Repo man’s delight: Mississippi tops in tardy car payments

May 23, 2012

Banking & Finance

Here’s a dubious list that Mississippi leads: Late car payments.

The list by credit reporting agency TransUnion is sure to bring anguish to lenders and joy to repo men.

TransUnion says an analysis found that Mississippi had the highest auto loan delinquency rate nationwide, with 0.77 percent at the end of the first quarter. This is well above the national delinquency rate, which was 0.36 last quarter – the lowest level since TransUnion began tracking the data in 1999.

TransUnion anticipates auto loan delinquency rates to remain relatively low for the remainder of the year, rising and falling with traditional seasonal patterns.

The national auto loan delinquency rate (the rate of borrowers 60 or more days past due) reached its lowest level since TransUnion began tracking the data in 1999.

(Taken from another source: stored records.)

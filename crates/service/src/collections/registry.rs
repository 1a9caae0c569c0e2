//! The fixed set of collection names the console persists.

use crate::errors::ServiceError;

pub const MEMBERS: &str = "members";
pub const CARDS: &str = "cards";
pub const RECHARGES: &str = "recharges";
pub const CONSUMPTIONS: &str = "consumptions";
pub const STAFF: &str = "staff";
pub const ACCOUNTS: &str = "accounts";
pub const ROLE_PERMISSIONS: &str = "rolePermissions";
pub const OPERATION_LOGS: &str = "operationLogs";
pub const SETTINGS: &str = "settings";

/// Every registered name, in bootstrap order.
pub const REGISTERED_COLLECTIONS: &[&str] = &[
    MEMBERS,
    CARDS,
    RECHARGES,
    CONSUMPTIONS,
    STAFF,
    ACCOUNTS,
    ROLE_PERMISSIONS,
    OPERATION_LOGS,
    SETTINGS,
];

pub fn is_registered(name: &str) -> bool {
    REGISTERED_COLLECTIONS.contains(&name)
}

/// Resolve `name` to its registered constant, or `NotFound`.
pub fn ensure_registered(name: &str) -> Result<&'static str, ServiceError> {
    REGISTERED_COLLECTIONS
        .iter()
        .copied()
        .find(|n| *n == name)
        .ok_or_else(|| ServiceError::unknown_collection(name))
}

The first quarter auto loan delinquency rate of 0.36 percent represented a nealry 27 decline from Q1 last year.

On a quarterly basis, auto loan delinquencies declined almost 22 percent from 0.46 percent in Q4 2011.

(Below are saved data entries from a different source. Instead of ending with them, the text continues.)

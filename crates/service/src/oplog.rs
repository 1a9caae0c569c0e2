//! Append-only operation log kept in the `operationLogs` collection.
//!
//! New entries go to the front. There is no retention policy; the list grows
//! without bound.

use chrono::Utc;
use serde::{Deserialize, Serialize};
use serde_json::Value;
use tracing::debug;
use uuid::Uuid;

use crate::collections::{registry::OPERATION_LOGS, CollectionStore};
use crate::errors::ServiceError;

#[derive(Debug, Clone, PartialEq, Serialize, Deserialize)]
#[serde(rename_all = "camelCase")]
pub struct LogEntry {
    pub id: String,
    pub operator: String,
    pub action: String,
    pub module: String,
    pub details: String,
    pub timestamp: String,
}

#[derive(Clone)]
pub struct OperationLog {
    store: CollectionStore,
}

impl OperationLog {
    pub fn new(store: CollectionStore) -> Self { Self { store } }

    /// Prepend an entry. Read-modify-write without locking: concurrent appends
    /// may drop one another.
    pub async fn append(&self, operator: &str, action: &str, module: &str, details: &str) -> Result<LogEntry, ServiceError> {
        let entry = LogEntry {
            id: Uuid::new_v4().to_string(),
            operator: operator.to_string(),
            action: action.to_string(),
            module: module.to_string(),
            details: details.to_string(),
            timestamp: Utc::now().to_rfc3339(),
        };
        let mut entries = self.store.get_array(OPERATION_LOGS).await?;
        entries.insert(0, serde_json::to_value(&entry)?);
        self.store.set(OPERATION_LOGS, &Value::Array(entries)).await?;
        debug!(action = %entry.action, module = %entry.module, operator = %entry.operator, "operation logged");
        Ok(entry)
    }

    /// Entries newest first; elements that do not look like log entries are skipped.
    pub async fn entries(&self) -> Result<Vec<LogEntry>, ServiceError> {
        let raw = self.store.get_array(OPERATION_LOGS).await?;
        Ok(raw.into_iter().filter_map(|v| serde_json::from_value(v).ok()).collect())
    }
}

#[cfg(test)]
mod tests {
    use super::*;
    use serde_json::json;

    #[tokio::test]
    async fn append_prepends() -> Result<(), anyhow::Error> {
        let store = CollectionStore::in_memory();
        let log = OperationLog::new(store.clone());
        log.append("admin", "login", "auth", "first").await?;
        log.append("admin", "logout", "auth", "second").await?;

        let entries = log.entries().await?;
        assert_eq!(entries.len(), 2);
        assert_eq!(entries[0].details, "second");
        assert_eq!(entries[1].details, "first");
        assert_ne!(entries[0].id, entries[1].id);
        Ok(())
    }

    #[tokio::test]
    async fn keeps_foreign_entries() -> Result<(), anyhow::Error> {
        let store = CollectionStore::in_memory();
        store.set(OPERATION_LOGS, &json!([{"id": 9, "note": "written by the console"}])).await?;
        let log = OperationLog::new(store.clone());
        log.append("li", "create", "members", "added member").await?;

        let raw = store.get_array(OPERATION_LOGS).await?;
        assert_eq!(raw.len(), 2);
        assert_eq!(raw[1], json!({"id": 9, "note": "written by the console"}));
        assert_eq!(raw[0]["operator"], "li");
        Ok(())
    }

    #[tokio::test]
    async fn non_array_log_restarts() -> Result<(), anyhow::Error> {
        let store = CollectionStore::in_memory();
        store.set(OPERATION_LOGS, &json!({"broken": true})).await?;
        OperationLog::new(store.clone()).append("a", "b", "c", "d").await?;
        assert_eq!(store.get_array(OPERATION_LOGS).await?.len(), 1);
        Ok(())
    }
}
use serde_json::Value;
use tracing::warn;

use super::domain::Account;
use super::errors::AuthError;
use crate::collections::{registry::ACCOUNTS, CollectionStore};

/// Snapshot of the `accounts` collection.
///
/// Raw elements are kept as loaded so entries that do not parse as an
/// [`Account`] survive a rewrite.
#[derive(Debug, Clone, Default)]
pub struct AccountList {
    raw: Vec<Value>,
}

impl AccountList {
    pub fn is_empty(&self) -> bool { self.raw.is_empty() }

    pub fn len(&self) -> usize { self.raw.len() }

    fn parse(idx: usize, v: &Value) -> Option<Account> {
        match serde_json::from_value::<Account>(v.clone()) {
            Ok(a) => Some(a),
            Err(e) => {
                warn!(index = idx, err = %e, "skipping malformed account entry");
                None
            }
        }
    }

    pub fn accounts(&self) -> Vec<Account> {
        self.raw.iter().enumerate().filter_map(|(i, v)| Self::parse(i, v)).collect()
    }

    fn position(&self, pred: impl Fn(&Account) -> bool) -> Option<(usize, Account)> {
        self.raw
            .iter()
            .enumerate()
            .filter_map(|(i, v)| Self::parse(i, v).map(|a| (i, a)))
            .find(|(_, a)| pred(a))
    }

    /// Usernames compare exactly.
    pub fn find_by_username(&self, username: &str) -> Option<Account> {
        self.position(|a| a.username == username).map(|(_, a)| a)
    }

    pub fn find_by_id(&self, id: &str) -> Option<Account> {
        self.position(|a| a.id.matches(id)).map(|(_, a)| a)
    }

    pub fn push(&mut self, account: &Account) -> Result<(), AuthError> {
        let v = serde_json::to_value(account).map_err(|e| AuthError::Repository(e.to_string()))?;
        self.raw.push(v);
        Ok(())
    }

    /// Replace the stored entry with the same id.
    pub fn replace(&mut self, account: &Account) -> Result<(), AuthError> {
        let id = account.id.to_string();
        let (idx, _) = self.position(|a| a.id.matches(&id)).ok_or(AuthError::NotFound)?;
        self.raw[idx] = serde_json::to_value(account).map_err(|e| AuthError::Repository(e.to_string()))?;
        Ok(())
    }
}

/// Loads and saves the account list through the collection store.
#[derive(Clone)]
pub struct AccountBook {
    store: CollectionStore,
}

impl AccountBook {
    pub fn new(store: CollectionStore) -> Self { Self { store } }

    pub async fn load(&self) -> Result<AccountList, AuthError> {
        Ok(AccountList { raw: self.store.get_array(ACCOUNTS).await? })
    }

    pub async fn save(&self, list: &AccountList) -> Result<(), AuthError> {
        self.store.set(ACCOUNTS, &Value::Array(list.raw.clone())).await?;
        Ok(())
    }
}
#![cfg(test)]
use std::sync::Arc;

use migration::MigratorTrait;
use sea_orm::{Database, DatabaseConnection};

use crate::collections::{repo::seaorm::SeaOrmCollectionRepository, CollectionStore};

/// Fresh in-memory SQLite database with the schema applied.
pub async fn sqlite_db() -> Result<DatabaseConnection, anyhow::Error> {
    let db = Database::connect("sqlite::memory:").await?;
    migration::Migrator::up(&db, None).await?;
    Ok(db)
}

pub async fn sqlite_store() -> Result<CollectionStore, anyhow::Error> {
    let db = sqlite_db().await?;
    Ok(CollectionStore::new(Arc::new(SeaOrmCollectionRepository { db })))
}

Peter Turek, automotive VP in TransUnion’s financial services business unit, said fewer delinquencies can be attributed primarily to growing demand for both new and used vehicles and higher used vehicle values, “which equates to an increase in equity for consumers.”

He said TransUnion is seeing increases in both lending and leasing across the board, along with a higher number of loans originated in the non-prime risk segments

Between Q4 2011 and the first quarter of this year, 43 states experienced declines in their auto delinquency rates. On a more granular level, only 34 percent of metropolitan areas saw increases in their auto delinquency rates in Q1.

“We anticipate national auto loan delinquency rates to remain relatively low for the remainder of the year, rising and decreasing with traditional seasonal patterns,” added Turek. “However, a slight increase from this record-low level would not be surprising and should not be construed as a negative event, as lenders continue to originate more loans to consumers across all credit risk levels.”

TransUnion’s forecast is based on various economic assumptions, such as unemployment rates, consumer sentiment, disposable income, and interest rates. The forecast changes as the economy deviates from a conservative economic forecast or if there are unanticipated shocks to the economy affecting recovery.